[Stored data]
=======

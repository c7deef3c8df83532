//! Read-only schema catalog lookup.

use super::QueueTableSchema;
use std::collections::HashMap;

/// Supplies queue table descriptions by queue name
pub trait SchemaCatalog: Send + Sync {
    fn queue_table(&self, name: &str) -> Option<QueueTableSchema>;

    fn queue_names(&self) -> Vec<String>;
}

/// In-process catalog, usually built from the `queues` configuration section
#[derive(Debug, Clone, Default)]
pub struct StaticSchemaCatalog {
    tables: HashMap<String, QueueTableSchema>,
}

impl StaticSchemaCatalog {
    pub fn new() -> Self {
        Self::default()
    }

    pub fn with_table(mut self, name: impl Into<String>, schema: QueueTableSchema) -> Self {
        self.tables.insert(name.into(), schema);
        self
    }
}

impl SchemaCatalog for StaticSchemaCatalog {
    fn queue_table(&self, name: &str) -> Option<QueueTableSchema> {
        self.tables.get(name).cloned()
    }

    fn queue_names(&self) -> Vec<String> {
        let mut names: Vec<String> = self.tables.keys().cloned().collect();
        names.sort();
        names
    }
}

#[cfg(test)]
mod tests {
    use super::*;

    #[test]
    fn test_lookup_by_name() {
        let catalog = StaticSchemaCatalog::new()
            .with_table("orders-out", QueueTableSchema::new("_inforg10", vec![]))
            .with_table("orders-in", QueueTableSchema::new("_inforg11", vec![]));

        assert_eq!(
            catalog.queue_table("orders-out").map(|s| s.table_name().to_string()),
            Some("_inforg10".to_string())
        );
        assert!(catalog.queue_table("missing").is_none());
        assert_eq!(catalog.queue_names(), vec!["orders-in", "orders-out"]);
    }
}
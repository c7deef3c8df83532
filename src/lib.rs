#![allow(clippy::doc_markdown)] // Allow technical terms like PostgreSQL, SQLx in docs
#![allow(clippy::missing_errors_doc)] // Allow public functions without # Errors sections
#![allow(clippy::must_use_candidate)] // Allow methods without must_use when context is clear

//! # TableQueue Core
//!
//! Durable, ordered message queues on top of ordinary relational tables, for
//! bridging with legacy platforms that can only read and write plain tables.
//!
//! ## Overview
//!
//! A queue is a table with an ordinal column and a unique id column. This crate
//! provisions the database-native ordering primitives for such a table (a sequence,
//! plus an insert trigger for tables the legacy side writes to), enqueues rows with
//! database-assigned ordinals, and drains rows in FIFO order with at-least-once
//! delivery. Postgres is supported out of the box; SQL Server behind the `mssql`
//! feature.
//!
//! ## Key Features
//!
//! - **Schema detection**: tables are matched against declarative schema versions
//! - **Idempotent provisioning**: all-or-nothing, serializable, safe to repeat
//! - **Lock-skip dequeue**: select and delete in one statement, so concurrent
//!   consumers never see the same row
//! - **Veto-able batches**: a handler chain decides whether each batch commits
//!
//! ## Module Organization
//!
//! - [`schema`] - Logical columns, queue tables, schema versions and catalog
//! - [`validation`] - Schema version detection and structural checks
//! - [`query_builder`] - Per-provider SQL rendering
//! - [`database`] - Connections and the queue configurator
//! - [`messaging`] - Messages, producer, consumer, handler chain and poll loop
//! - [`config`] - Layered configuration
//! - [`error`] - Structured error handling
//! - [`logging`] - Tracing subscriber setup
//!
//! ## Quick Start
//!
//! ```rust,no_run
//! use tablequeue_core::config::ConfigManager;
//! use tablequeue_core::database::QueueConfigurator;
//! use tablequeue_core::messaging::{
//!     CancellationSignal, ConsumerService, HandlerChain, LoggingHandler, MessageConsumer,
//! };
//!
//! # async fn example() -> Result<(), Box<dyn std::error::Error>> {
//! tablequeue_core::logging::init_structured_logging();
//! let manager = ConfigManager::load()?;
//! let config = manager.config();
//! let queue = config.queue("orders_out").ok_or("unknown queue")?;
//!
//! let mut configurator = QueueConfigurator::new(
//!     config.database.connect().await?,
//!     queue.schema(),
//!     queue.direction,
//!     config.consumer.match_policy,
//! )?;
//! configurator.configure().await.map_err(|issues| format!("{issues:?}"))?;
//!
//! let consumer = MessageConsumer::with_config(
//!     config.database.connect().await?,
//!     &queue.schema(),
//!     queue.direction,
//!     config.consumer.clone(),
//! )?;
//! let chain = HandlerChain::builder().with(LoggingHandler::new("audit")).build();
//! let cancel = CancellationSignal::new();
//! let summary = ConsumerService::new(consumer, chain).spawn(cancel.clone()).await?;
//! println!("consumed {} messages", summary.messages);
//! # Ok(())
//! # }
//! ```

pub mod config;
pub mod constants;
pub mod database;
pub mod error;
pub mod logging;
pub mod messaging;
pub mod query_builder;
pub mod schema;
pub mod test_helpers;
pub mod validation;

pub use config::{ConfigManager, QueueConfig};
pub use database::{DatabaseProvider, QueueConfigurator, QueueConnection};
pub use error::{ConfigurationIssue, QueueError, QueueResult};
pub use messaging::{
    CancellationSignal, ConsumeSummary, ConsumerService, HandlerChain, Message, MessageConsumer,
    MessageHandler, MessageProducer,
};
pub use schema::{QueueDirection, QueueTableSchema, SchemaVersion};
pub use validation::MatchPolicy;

=======

▶ **Task objective**
Find each line above with the string "LoggingHandler", then report how many there are. Write only the number.

▶ **Problem solution**
2